105話
「すべからく、ここに契約をみなに晒す……」
花誓が宣言すると幸吉の身体がゆっくりと消えていく。花誓が誓約書を天に掲げてすべての終わりを告げる。
すべての舞が終わると今まで火花を散らした線香花火がゆっくりと玉を作り最後の輝きを放つ。それはまるで幸吉の最期を伝えるように……。

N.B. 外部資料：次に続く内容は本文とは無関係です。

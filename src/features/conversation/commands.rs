//! Chat page input
//!
//! Turns one line typed on the chat page into something to do. Blank lines
//! never become a message, so a stray Enter cannot leave an empty user turn
//! in the history.
//!
//! - **Version**: 1.0.0
//! - **Since**: 1.2.0

#[derive(Debug, Clone, PartialEq, Eq)]
pub enum ChatCommand<'a> {
    Quit,
    NewPet,
    ToggleVoice,
    /// Nothing but whitespace was entered
    Skip,
    Say(&'a str),
}

impl<'a> ChatCommand<'a> {
    pub fn parse(line: &'a str) -> Self {
        match line.trim() {
            "" => ChatCommand::Skip,
            "/quit" => ChatCommand::Quit,
            "/new" => ChatCommand::NewPet,
            "/voice" => ChatCommand::ToggleVoice,
            _ => ChatCommand::Say(line),
        }
    }
}
//! ElevenLabs text-to-speech provider
//!
//! - **Version**: 1.1.0
//! - **Since**: 1.0.0
//!
//! ## Changelog
//! - 1.1.0: Synthesis logging moved to the caller, which knows the conversation
//! - 1.0.0: Initial release

use super::{speech_error_for_status, SpeechService};
use crate::core::SpeechServiceError;
use async_trait::async_trait;
use reqwest::Client;
use serde::{Deserialize, Serialize};
use std::time::Duration;

const TTS_URL: &str = "https://api.elevenlabs.io/v1/text-to-speech";
pub const DEFAULT_MODEL_ID: &str = "eleven_multilingual_v2";

#[derive(Serialize)]
struct SpeechBody<'a> {
    text: &'a str,
    model_id: &'a str,
}

/// `detail` is either a plain string or `{status, message}`
#[derive(Deserialize)]
struct ErrorEnvelope {
    detail: ErrorDetail,
}

#[derive(Deserialize)]
#[serde(untagged)]
enum ErrorDetail {
    Text(String),
    Structured { message: String },
}

pub struct ElevenLabsSpeech {
    client: Client,
    api_key: String,
    model_id: String,
    timeout: Duration,
}

impl ElevenLabsSpeech {
    pub fn new(api_key: impl Into<String>, timeout: Duration) -> Self {
        Self {
            client: Client::new(),
            api_key: api_key.into(),
            model_id: DEFAULT_MODEL_ID.to_string(),
            timeout,
        }
    }

    fn url(voice_id: &str) -> String {
        format!("{TTS_URL}/{voice_id}?output_format=mp3_44100_128")
    }
}

fn error_message(body: &str) -> String {
    match serde_json::from_str::<ErrorEnvelope>(body) {
        Ok(ErrorEnvelope {
            detail: ErrorDetail::Text(message),
        })
        | Ok(ErrorEnvelope {
            detail: ErrorDetail::Structured { message },
        }) => message,
        Err(_) => body.to_string(),
    }
}

#[async_trait]
impl SpeechService for ElevenLabsSpeech {
    async fn synthesize(&self, text: &str, voice_id: &str) -> Result<Vec<u8>, SpeechServiceError> {
        let resp = self
            .client
            .post(Self::url(voice_id))
            .header("xi-api-key", &self.api_key)
            .header("Accept", "audio/mpeg")
            .timeout(self.timeout)
            .json(&SpeechBody {
                text,
                model_id: &self.model_id,
            })
            .send()
            .await
            .map_err(|e| {
                if e.is_timeout() {
                    SpeechServiceError::Timeout(self.timeout.as_secs())
                } else {
                    SpeechServiceError::Network(e.to_string())
                }
            })?;

        let status = resp.status();
        if !status.is_success() {
            let body = resp.text().await.unwrap_or_default();
            return Err(speech_error_for_status(status.as_u16(), error_message(&body)));
        }

        let audio = resp
            .bytes()
            .await
            .map_err(|e| SpeechServiceError::Network(e.to_string()))?;

        Ok(audio.to_vec())
    }
}

#[cfg(test)]
mod tests {
    use super::*;

    #[test]
    fn test_url_includes_voice_and_format() {
        assert_eq!(
            ElevenLabsSpeech::url("IKne3meq5aSn9XLyUdCD"),
            "https://api.elevenlabs.io/v1/text-to-speech/IKne3meq5aSn9XLyUdCD?output_format=mp3_44100_128"
        );
    }

    #[test]
    fn test_body_uses_multilingual_model() {
        let json = serde_json::to_value(SpeechBody {
            text: "Hi Mom!",
            model_id: DEFAULT_MODEL_ID,
        })
        .unwrap();
        assert_eq!(json["model_id"], "eleven_multilingual_v2");
        assert_eq!(json["text"], "Hi Mom!");
    }

    #[test]
    fn test_error_message_shapes() {
        assert_eq!(
            error_message(r#"{"detail":{"status":"quota_exceeded","message":"Out of credits"}}"#),
            "Out of credits"
        );
        assert_eq!(error_message(r#"{"detail":"Not Found"}"#), "Not Found");
        assert_eq!(error_message("oops"), "oops");
    }
}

清が最後に姿を現す。そして舞の終演を示す、花結を告げる。
──忘れられても、与えしものは消えはしない。育むとは、いつくしむ見返りなき祈りなりは永遠と知れ──
「これにて花結、締結……」
幸吉がゆっくりと、消滅していく。それはこの世に未練が晴れ、希望を残すように。
線香花火から玉が落ちる。そしてその玉ははじけ、灯火が消える。
「届け──花文!」
清が花文を唱え、幸吉に想いを届ける。そして清に跳ね返り胸に幸吉の想いが清に宿る。幸吉の最期の言葉がその想いに綴られている。

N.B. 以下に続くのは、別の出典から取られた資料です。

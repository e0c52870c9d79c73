//! Environment configuration
//!
//! - **Version**: 1.1.0
//! - **Since**: 1.0.0
//!
//! ## Changelog
//! - 1.1.0: Add OpenAI as an alternative chat provider
//! - 1.0.0: Initial release with Anthropic and ElevenLabs credentials

use super::error::ConfigError;
use std::env;
use std::path::PathBuf;
use std::time::Duration;

pub const DEFAULT_ANTHROPIC_MODEL: &str = "claude-sonnet-4-20250514";
pub const DEFAULT_OPENAI_MODEL: &str = "gpt-4o-mini";
pub const DEFAULT_TIMEOUT_SECS: u64 = 45;

/// Which backend answers as the pet
#[derive(Debug, Clone, Copy, PartialEq, Eq)]
pub enum ChatProvider {
    Anthropic,
    OpenAi,
}

impl ChatProvider {
    pub fn parse(value: &str) -> Option<Self> {
        match value.trim().to_lowercase().as_str() {
            "anthropic" | "claude" => Some(ChatProvider::Anthropic),
            "openai" => Some(ChatProvider::OpenAi),
            _ => None,
        }
    }

    fn key_var(&self) -> &'static str {
        match self {
            ChatProvider::Anthropic => "ANTHROPIC_API_KEY",
            ChatProvider::OpenAi => "OPENAI_API_KEY",
        }
    }

    fn default_model(&self) -> &'static str {
        match self {
            ChatProvider::Anthropic => DEFAULT_ANTHROPIC_MODEL,
            ChatProvider::OpenAi => DEFAULT_OPENAI_MODEL,
        }
    }
}

#[derive(Debug, Clone)]
pub struct Config {
    pub chat_provider: ChatProvider,
    pub chat_api_key: String,
    pub chat_model: String,
    pub elevenlabs_api_key: String,
    /// Shared passphrase guarding the app. `None` leaves it open.
    pub password: Option<String>,
    pub audio_dir: PathBuf,
    pub request_timeout: Duration,
    pub log_level: String,
}

impl Config {
    /// Load configuration from the process environment.
    ///
    /// Call `dotenvy::dotenv()` first if a `.env` file should be honoured.
    pub fn from_env() -> Result<Self, ConfigError> {
        Self::from_lookup(|name| env::var(name).ok())
    }

    /// Load configuration through an arbitrary variable lookup.
    pub fn from_lookup<F>(lookup: F) -> Result<Self, ConfigError>
    where
        F: Fn(&str) -> Option<String>,
    {
        let get = |name: &str| lookup(name).filter(|v| !v.trim().is_empty());

        let chat_provider = match get("ARGOS_CHAT_PROVIDER") {
            Some(raw) => ChatProvider::parse(&raw).ok_or_else(|| ConfigError::InvalidValue {
                name: "ARGOS_CHAT_PROVIDER".to_string(),
                reason: format!("unknown provider '{raw}' (expected anthropic or openai)"),
            })?,
            None => ChatProvider::Anthropic,
        };

        let chat_api_key = get(chat_provider.key_var())
            .ok_or_else(|| ConfigError::MissingVar(chat_provider.key_var().to_string()))?;
        let elevenlabs_api_key = get("ELEVENLABS_API_KEY")
            .ok_or_else(|| ConfigError::MissingVar("ELEVENLABS_API_KEY".to_string()))?;

        let chat_model =
            get("ARGOS_CHAT_MODEL").unwrap_or_else(|| chat_provider.default_model().to_string());

        let timeout_secs = match get("ARGOS_REQUEST_TIMEOUT_SECS") {
            Some(raw) => raw
                .trim()
                .parse::<u64>()
                .ok()
                .filter(|secs| *secs > 0)
                .ok_or_else(|| ConfigError::InvalidValue {
                    name: "ARGOS_REQUEST_TIMEOUT_SECS".to_string(),
                    reason: format!("'{raw}' is not a positive number of seconds"),
                })?,
            None => DEFAULT_TIMEOUT_SECS,
        };

        Ok(Config {
            chat_provider,
            chat_api_key,
            chat_model,
            elevenlabs_api_key,
            password: get("ARGOS_PASSWORD"),
            audio_dir: PathBuf::from(get("ARGOS_AUDIO_DIR").unwrap_or_else(|| "audio".to_string())),
            request_timeout: Duration::from_secs(timeout_secs),
            log_level: get("LOG_LEVEL").unwrap_or_else(|| "info".to_string()),
        })
    }
}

「これは……? そうですか……幸吉殿。わかり申した。これは私にしか出来ぬこと……この跳ね返った想いをお朱鷺さまとその宿る稚児に……今一度、届け──花文!」
幸吉のありのままの想いを朱鷺とその宿る命に届ける。そこには愛に包まれた朱鷺の表情、そしてその身籠った腹を優しく抱え、まるで応えるように温もりが朱鷺の身体全身に広がった。
「これが幸吉殿の切なる想いでございます」
全身全霊で舞う清の心に幸吉の『孝』が新たに宿った。
「これで七つの徳。ようやく半分。姉上にまた近づいた……」
清は片膝をつき、拳を握り締めた。
一時の間──
「清殿……誠にありがとうございました。最期に幸吉の声が直に響きました。それは多分、この子にも届いたはずです……」
軽く自らの腹を撫でる朱鷺。疲れの中、清は肩で息をし、微笑む。
「私目にも使命ができました。ひとつは幸吉の想いを我が父、兵之助に伝え、幸吉の『仁巡孝院、恩雪庵』の学舎を建立し、幸吉の悲願を達すること……そしてこの稚児を無事この世に生み出すこと……すべて幸吉がおらぬ今、大変なことではございますが……」
天を見上げ、涙を流す朱鷺。
「お朱鷺さま……落ち着かれればゆるりと京に戻りましょう……幸吉殿の悲願、我らも願っております」
清は振り向く。幼子の姿に戻った根音と根子が優しく頷いた。
幸吉が消滅した後に転がるあるもの……朱鷺はそれを拾い上げ、懐にしまった。
「時留の花飾……まさにあの人の言うとおり……あの漆黒の着物を纏った女と煌びやかな姿の花魁の……」
朱鷺は聞こえぬような声でぼそりと呟いた。